Exercise brief: Among the lines below, copy each one in which "body" appears.

Collected data:
● ● ● ● ● ● ●
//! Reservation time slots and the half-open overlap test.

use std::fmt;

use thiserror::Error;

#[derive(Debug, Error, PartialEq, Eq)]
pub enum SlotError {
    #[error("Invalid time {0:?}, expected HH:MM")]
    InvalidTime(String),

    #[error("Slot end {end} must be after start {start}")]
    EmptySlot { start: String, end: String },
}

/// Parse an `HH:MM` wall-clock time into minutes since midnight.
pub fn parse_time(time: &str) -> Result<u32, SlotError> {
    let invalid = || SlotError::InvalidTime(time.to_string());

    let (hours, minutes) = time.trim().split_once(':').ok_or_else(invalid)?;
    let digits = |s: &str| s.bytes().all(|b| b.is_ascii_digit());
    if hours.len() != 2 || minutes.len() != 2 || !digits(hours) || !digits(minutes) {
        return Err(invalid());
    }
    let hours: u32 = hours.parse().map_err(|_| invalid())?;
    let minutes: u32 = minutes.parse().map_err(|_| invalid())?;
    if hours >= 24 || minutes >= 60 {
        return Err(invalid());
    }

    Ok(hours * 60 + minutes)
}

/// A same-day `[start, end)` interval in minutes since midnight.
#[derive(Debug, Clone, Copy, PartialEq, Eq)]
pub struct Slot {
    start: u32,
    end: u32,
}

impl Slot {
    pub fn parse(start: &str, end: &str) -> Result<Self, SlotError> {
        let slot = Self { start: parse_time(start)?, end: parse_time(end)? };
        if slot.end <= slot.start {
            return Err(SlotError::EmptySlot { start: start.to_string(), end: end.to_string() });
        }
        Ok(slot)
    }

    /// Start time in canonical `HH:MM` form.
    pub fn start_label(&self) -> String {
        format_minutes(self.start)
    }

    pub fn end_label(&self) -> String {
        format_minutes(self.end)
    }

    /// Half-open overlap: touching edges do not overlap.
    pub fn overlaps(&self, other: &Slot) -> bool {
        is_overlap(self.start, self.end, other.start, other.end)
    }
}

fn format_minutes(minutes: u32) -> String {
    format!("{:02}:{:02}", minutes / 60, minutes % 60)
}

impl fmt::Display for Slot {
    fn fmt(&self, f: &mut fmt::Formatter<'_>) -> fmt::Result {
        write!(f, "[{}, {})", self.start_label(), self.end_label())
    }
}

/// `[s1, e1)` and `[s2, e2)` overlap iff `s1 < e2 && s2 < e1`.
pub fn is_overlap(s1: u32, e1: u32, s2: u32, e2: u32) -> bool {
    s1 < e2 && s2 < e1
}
● ● ● ● ● ● ●
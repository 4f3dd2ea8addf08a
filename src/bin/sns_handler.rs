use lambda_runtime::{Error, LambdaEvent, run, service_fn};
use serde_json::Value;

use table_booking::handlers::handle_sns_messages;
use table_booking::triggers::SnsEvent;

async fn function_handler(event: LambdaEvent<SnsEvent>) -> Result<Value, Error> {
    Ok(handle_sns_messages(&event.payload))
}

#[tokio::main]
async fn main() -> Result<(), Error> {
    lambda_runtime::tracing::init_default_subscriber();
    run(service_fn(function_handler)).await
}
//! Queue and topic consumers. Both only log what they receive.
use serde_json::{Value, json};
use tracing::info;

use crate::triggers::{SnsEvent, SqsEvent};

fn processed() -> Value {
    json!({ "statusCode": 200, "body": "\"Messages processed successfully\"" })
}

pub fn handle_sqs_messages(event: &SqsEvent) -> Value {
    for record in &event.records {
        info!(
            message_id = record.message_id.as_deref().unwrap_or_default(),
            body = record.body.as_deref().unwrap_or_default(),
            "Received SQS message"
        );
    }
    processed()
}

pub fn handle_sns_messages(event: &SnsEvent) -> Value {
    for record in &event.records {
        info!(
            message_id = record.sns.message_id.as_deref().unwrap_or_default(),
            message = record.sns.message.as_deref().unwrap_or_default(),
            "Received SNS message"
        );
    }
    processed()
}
● ● ● ● ● ● ●
Task output:
    json!({ "statusCode": 200, "body": "\"Messages processed successfully\"" })
            body = record.body.as_deref().unwrap_or_default(),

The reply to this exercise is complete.